SUPPLIED MATERIAL:
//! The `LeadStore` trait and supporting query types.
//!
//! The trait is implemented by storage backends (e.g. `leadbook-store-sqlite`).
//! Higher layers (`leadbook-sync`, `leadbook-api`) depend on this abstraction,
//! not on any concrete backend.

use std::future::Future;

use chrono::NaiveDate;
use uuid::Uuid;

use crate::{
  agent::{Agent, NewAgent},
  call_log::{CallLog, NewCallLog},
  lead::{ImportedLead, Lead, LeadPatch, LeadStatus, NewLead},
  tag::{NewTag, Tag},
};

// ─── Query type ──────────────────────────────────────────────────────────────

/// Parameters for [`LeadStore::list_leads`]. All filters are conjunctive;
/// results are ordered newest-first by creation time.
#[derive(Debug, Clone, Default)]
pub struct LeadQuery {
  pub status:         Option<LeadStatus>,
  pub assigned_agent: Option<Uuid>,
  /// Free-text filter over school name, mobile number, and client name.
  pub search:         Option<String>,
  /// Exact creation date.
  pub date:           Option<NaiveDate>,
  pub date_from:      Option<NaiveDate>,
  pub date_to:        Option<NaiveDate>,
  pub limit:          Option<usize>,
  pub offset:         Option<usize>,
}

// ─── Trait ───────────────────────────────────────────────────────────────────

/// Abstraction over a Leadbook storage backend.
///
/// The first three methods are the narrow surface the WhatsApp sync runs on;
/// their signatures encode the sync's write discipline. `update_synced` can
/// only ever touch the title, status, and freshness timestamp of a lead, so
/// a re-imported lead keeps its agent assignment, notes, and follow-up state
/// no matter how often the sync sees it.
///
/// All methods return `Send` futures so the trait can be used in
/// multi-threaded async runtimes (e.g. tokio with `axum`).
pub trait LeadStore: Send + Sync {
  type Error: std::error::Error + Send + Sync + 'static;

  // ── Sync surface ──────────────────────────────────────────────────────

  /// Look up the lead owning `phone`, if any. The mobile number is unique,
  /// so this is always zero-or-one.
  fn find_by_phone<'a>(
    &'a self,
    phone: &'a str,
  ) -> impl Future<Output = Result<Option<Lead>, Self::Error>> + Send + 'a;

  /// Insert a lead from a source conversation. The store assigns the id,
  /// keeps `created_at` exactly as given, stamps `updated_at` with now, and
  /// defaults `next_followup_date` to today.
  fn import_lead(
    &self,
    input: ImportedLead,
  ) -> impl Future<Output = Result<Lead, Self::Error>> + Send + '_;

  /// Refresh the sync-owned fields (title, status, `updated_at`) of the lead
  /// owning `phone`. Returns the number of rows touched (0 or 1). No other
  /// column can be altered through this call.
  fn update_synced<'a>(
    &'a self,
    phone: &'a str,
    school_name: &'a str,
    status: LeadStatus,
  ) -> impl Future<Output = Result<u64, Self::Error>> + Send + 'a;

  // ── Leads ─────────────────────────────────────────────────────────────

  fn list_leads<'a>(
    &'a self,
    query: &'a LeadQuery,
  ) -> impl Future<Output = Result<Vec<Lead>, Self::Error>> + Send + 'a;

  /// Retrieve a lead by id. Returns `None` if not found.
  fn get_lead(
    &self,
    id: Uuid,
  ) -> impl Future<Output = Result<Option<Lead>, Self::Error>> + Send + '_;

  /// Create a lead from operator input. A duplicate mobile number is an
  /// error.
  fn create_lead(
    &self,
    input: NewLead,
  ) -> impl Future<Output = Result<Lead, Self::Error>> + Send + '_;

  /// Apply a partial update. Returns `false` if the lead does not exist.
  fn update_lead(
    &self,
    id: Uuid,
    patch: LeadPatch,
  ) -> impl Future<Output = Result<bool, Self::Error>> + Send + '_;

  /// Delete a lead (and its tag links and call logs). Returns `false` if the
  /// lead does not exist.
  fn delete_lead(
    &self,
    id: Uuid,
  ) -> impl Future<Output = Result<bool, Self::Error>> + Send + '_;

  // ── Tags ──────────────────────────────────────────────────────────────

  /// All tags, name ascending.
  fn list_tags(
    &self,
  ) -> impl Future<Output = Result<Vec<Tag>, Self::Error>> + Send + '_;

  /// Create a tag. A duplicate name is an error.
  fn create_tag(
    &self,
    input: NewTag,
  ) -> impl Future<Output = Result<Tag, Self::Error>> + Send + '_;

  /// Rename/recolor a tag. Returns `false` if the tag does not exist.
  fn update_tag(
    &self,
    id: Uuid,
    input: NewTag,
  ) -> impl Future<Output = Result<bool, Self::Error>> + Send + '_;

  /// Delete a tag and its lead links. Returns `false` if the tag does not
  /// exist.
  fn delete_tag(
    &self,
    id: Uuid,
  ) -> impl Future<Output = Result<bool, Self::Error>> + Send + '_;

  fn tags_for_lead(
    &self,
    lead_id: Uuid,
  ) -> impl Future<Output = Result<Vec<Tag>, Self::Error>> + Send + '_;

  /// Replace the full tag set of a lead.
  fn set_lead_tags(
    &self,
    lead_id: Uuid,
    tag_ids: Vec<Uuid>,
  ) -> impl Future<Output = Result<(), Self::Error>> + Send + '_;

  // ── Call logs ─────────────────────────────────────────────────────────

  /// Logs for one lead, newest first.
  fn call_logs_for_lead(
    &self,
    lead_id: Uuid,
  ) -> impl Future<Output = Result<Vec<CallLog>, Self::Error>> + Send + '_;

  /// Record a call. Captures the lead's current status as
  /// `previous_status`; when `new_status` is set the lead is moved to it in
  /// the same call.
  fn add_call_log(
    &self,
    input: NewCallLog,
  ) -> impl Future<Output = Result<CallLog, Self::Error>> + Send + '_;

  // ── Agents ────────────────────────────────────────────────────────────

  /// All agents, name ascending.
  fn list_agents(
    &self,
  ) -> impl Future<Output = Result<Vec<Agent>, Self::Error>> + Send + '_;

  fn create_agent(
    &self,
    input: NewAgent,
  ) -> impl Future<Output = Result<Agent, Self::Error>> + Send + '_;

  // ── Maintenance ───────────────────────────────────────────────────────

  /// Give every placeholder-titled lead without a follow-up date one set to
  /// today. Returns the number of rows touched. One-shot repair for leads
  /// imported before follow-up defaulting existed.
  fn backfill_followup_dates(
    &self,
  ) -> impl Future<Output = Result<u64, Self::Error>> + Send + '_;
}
==
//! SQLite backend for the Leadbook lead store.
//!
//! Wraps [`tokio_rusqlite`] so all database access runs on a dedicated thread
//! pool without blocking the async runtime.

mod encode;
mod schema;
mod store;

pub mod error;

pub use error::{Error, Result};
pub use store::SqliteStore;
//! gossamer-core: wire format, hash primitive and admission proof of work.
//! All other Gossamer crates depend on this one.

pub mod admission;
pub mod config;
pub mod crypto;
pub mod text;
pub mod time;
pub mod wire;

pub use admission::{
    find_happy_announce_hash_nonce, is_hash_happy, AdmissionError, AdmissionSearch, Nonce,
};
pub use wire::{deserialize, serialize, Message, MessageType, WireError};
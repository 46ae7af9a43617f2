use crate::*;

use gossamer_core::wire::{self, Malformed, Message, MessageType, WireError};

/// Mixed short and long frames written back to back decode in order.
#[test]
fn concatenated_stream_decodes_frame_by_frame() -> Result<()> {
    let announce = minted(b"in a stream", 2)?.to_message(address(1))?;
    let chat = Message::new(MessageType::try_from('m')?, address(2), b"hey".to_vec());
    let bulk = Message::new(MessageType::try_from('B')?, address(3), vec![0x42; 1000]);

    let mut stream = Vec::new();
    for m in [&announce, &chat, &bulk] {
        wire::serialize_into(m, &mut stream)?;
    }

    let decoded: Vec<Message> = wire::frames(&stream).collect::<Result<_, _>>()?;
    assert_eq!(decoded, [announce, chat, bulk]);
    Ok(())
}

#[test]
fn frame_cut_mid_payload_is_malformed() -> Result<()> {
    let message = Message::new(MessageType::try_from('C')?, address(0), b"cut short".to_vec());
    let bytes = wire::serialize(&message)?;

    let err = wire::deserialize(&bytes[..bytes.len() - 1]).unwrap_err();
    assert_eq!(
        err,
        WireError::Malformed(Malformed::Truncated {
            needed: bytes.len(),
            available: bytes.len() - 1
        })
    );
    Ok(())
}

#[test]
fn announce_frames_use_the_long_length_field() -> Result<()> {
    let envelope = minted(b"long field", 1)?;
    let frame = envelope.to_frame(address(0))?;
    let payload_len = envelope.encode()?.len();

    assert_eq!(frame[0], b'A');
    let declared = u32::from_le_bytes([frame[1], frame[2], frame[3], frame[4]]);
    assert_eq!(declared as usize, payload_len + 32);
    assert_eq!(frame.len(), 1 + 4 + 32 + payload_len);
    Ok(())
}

WHAT IS NEEDED: Taking the entries above, write out exactly the lines starting with the line containing "supporting query types." and going on through the line containing "pub trait LeadStore: Send", both included, and nothing else.

ANSWER TO THE PROBLEM:
//! The `LeadStore` trait and supporting query types.
//!
//! The trait is implemented by storage backends (e.g. `leadbook-store-sqlite`).
//! Higher layers (`leadbook-sync`, `leadbook-api`) depend on this abstraction,
//! not on any concrete backend.

use std::future::Future;

use chrono::NaiveDate;
use uuid::Uuid;

use crate::{
  agent::{Agent, NewAgent},
  call_log::{CallLog, NewCallLog},
  lead::{ImportedLead, Lead, LeadPatch, LeadStatus, NewLead},
  tag::{NewTag, Tag},
};

// ─── Query type ──────────────────────────────────────────────────────────────

/// Parameters for [`LeadStore::list_leads`]. All filters are conjunctive;
/// results are ordered newest-first by creation time.
#[derive(Debug, Clone, Default)]
pub struct LeadQuery {
  pub status:         Option<LeadStatus>,
  pub assigned_agent: Option<Uuid>,
  /// Free-text filter over school name, mobile number, and client name.
  pub search:         Option<String>,
  /// Exact creation date.
  pub date:           Option<NaiveDate>,
  pub date_from:      Option<NaiveDate>,
  pub date_to:        Option<NaiveDate>,
  pub limit:          Option<usize>,
  pub offset:         Option<usize>,
}

// ─── Trait ───────────────────────────────────────────────────────────────────

/// Abstraction over a Leadbook storage backend.
///
/// The first three methods are the narrow surface the WhatsApp sync runs on;
/// their signatures encode the sync's write discipline. `update_synced` can
/// only ever touch the title, status, and freshness timestamp of a lead, so
/// a re-imported lead keeps its agent assignment, notes, and follow-up state
/// no matter how often the sync sees it.
///
/// All methods return `Send` futures so the trait can be used in
/// multi-threaded async runtimes (e.g. tokio with `axum`).
pub trait LeadStore: Send + Sync {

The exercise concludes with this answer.